Course is called to account

September 17, 1999

Congratulations on your expose of the affairs of the Association of Chartered Certified Accountants (Whistleblowers, THES, September 3). My further inquiries make depressing reading.

ACCA boasts some 150,000 students, but during the past five years about 6,000 actually qualified each year. And this includes students who make umpteen attempts to pass exams. Any UK university with a similar completion rate would surely be shut down.

Unlike other educational bodies, ACCA refuses to undertake ethnic monitoring of its UK-based student population.

There is no check by the Quality Assurance Agency on the ACCA syllabus, examination or teaching methods.
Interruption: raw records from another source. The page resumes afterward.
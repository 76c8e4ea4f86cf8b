//! Error types for the form pipeline
//!
//! Provides error handling for:
//! - Shape errors (raw input → relaxed form)
//! - Lift inconsistencies (relaxed form → canonical mapping)
//! - Canonical rejection (canonical mapping → validated record)
//! - Schema generation and configuration loading
//!
//! Every failure is scoped to the submission being processed.

use std::path::PathBuf;

use serde_json::Value;
use transfer_models::{FieldViolation, ValidationErrors};

use crate::entity::FormKind;
use crate::schema::SchemaTier;

/// Raw input could not be parsed into the relaxed form
#[derive(Debug, Clone, PartialEq, thiserror::Error)]
pub enum ShapeError {
    /// Input text is not JSON
    #[error("{form} form is not valid JSON: {message}")]
    Syntax { form: FormKind, message: String },

    /// Input is JSON but not an object
    #[error("{form} form must be a JSON object, found {found}")]
    NotAnObject { form: FormKind, found: &'static str },

    /// Relaxed schema rejected the normalized input
    #[error("{form} form rejected: {violations}")]
    Rejected {
        form: FormKind,
        violations: ValidationErrors,
    },
}

impl ShapeError {
    /// Create a rejection from collected violations
    pub fn rejected(form: FormKind, violations: impl Into<ValidationErrors>) -> Self {
        Self::Rejected {
            form,
            violations: violations.into(),
        }
    }

    /// Form the input was submitted for
    #[must_use]
    pub fn form(&self) -> FormKind {
        match self {
            Self::Syntax { form, .. } | Self::NotAnObject { form, .. } | Self::Rejected { form, .. } => *form,
        }
    }

    /// Field-level detail, when the relaxed schema produced any
    #[must_use]
    pub fn violations(&self) -> &[FieldViolation] {
        match self {
            Self::Rejected { violations, .. } => violations.as_slice(),
            _ => &[],
        }
    }
}

/// Relaxed form could not be lifted
///
/// Only reachable when a relaxed form bypassed relaxed-schema parsing.
#[derive(Debug, Clone, PartialEq, Eq, thiserror::Error)]
pub enum LiftError {
    /// Singular value is not an object
    #[error("{path}: expected an object to lift into '{canonical_key}', found {found}")]
    NotAnObject {
        path: String,
        canonical_key: &'static str,
        found: &'static str,
    },

    /// Sequence key already present next to its singular key
    #[error("{path}: '{canonical_key}' already present alongside '{relaxed_key}'")]
    Collision {
        path: String,
        relaxed_key: &'static str,
        canonical_key: &'static str,
    },
}

/// Schema generation or compilation failed
#[derive(Debug, thiserror::Error)]
pub enum SchemaError {
    /// Canonical schema could not be rendered as JSON
    #[error("failed to render {form} schema: {source}")]
    Render {
        form: FormKind,
        #[source]
        source: serde_json::Error,
    },

    /// Form layout names a property the canonical schema lacks
    #[error("{form} schema has no property '{property}'")]
    MissingProperty { form: FormKind, property: &'static str },

    /// Schema failed to compile
    #[error("failed to compile {tier} schema for {form}: {message}")]
    Compile {
        form: FormKind,
        tier: SchemaTier,
        message: String,
    },
}

/// Submission failed somewhere in the pipeline
#[derive(Debug, Clone, PartialEq, thiserror::Error)]
pub enum PipelineError {
    /// Relaxed parse failed
    #[error("shape error: {0}")]
    Shape(#[from] ShapeError),

    /// Lift contract violated
    #[error("lift error: {0}")]
    Lift(#[from] LiftError),

    /// Canonical models rejected the lifted form
    #[error("canonical validation failed: {0}")]
    CanonicalRejection(#[from] ValidationErrors),
}

impl PipelineError {
    /// Whether resubmitting corrected input can succeed
    #[inline]
    #[must_use]
    pub fn is_retryable(&self) -> bool {
        matches!(self, Self::Shape(_) | Self::CanonicalRejection(_))
    }

    /// Whether this is a bad-request style failure
    #[inline]
    #[must_use]
    pub fn is_shape_error(&self) -> bool {
        matches!(self, Self::Shape(_))
    }

    /// Field-level detail carried by the failure
    #[must_use]
    pub fn violations(&self) -> &[FieldViolation] {
        match self {
            Self::Shape(err) => err.violations(),
            Self::Lift(_) => &[],
            Self::CanonicalRejection(errors) => errors.as_slice(),
        }
    }
}

/// Configuration could not be loaded
#[derive(Debug, thiserror::Error)]
pub enum ConfigError {
    /// IO error reading the config file
    #[error("io error reading {path}: {source}")]
    Io {
        path: PathBuf,
        #[source]
        source: std::io::Error,
    },

    /// YAML config did not parse
    #[error("invalid YAML config: {0}")]
    Yaml(#[from] serde_yaml::Error),

    /// JSON config did not parse
    #[error("invalid JSON config: {0}")]
    Json(#[from] serde_json::Error),

    /// Config file holds an out-of-range value
    #[error("invalid config value for {key}: {reason}")]
    Invalid { key: &'static str, reason: String },

    /// Environment variable holds an unusable value
    #[error("invalid value '{value}' for {var}: {reason}")]
    InvalidEnv {
        var: &'static str,
        value: String,
        reason: String,
    },
}

impl ConfigError {
    /// Create IO error for path
    pub fn io_error(path: impl Into<PathBuf>, source: std::io::Error) -> Self {
        Self::Io {
            path: path.into(),
            source,
        }
    }
}

/// JSON type name for messages
pub(crate) fn json_type_name(value: &Value) -> &'static str {
    match value {
        Value::Null => "null",
        Value::Bool(_) => "boolean",
        Value::Number(_) => "number",
        Value::String(_) => "string",
        Value::Array(_) => "array",
        Value::Object(_) => "object",
    }
}

#[cfg(test)]
mod tests {
    use super::*;
    use transfer_models::ViolationKind;

    #[test]
    fn retryable_classification() {
        let shape = PipelineError::from(ShapeError::NotAnObject {
            form: FormKind::Modality,
            found: "array",
        });
        assert!(shape.is_retryable());
        assert!(shape.is_shape_error());

        let lift = PipelineError::from(LiftError::Collision {
            path: String::new(),
            relaxed_key: "modality",
            canonical_key: "modalities",
        });
        assert!(!lift.is_retryable());

        let rejected = PipelineError::from(ValidationErrors::from(FieldViolation::required("/x")));
        assert!(rejected.is_retryable());
        assert_eq!(rejected.violations().len(), 1);
    }

    #[test]
    fn shape_rejection_exposes_violations() {
        let err = ShapeError::rejected(
            FormKind::UploadJob,
            FieldViolation::new("/platform", ViolationKind::InvalidValue, "unknown"),
        );
        assert_eq!(err.form(), FormKind::UploadJob);
        assert_eq!(err.violations()[0].path, "/platform");
        assert!(err.to_string().starts_with("upload-job form rejected"));
    }

    #[test]
    fn json_type_names() {
        assert_eq!(json_type_name(&Value::Null), "null");
        assert_eq!(json_type_name(&serde_json::json!([1])), "array");
    }
}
There is no information about the drop-out rates or the number of students passing ACCA exams at the first or the nth attempt.

Most ACCA students have no hope of qualifying as accountants, but according to ACCA's 1998 annual accounts they helped to generate a surplus (before the allocation of central overheads) of some Pounds 10,000 each day. ACCA students have no representation on the council and are not allowed to elect any of its officeholders.

Under the deal with Oxford Brookes University, anyone studying for ACCA exams from Timbuktu and passing only part of the ACCA exams would get an Oxford Brookes honours degree. Oxford Brookes hopes to award some 10,000 such degrees each year for a fee. The obvious losers are accountancy education and British university standards.

One wonders whether the university vice-chancellors are awake to the issues. What exactly is an accountancy honours degree? What will be the value of such honours degrees to employers? What does the ACCA/Oxford Brookes deal do to the value of British educational exports?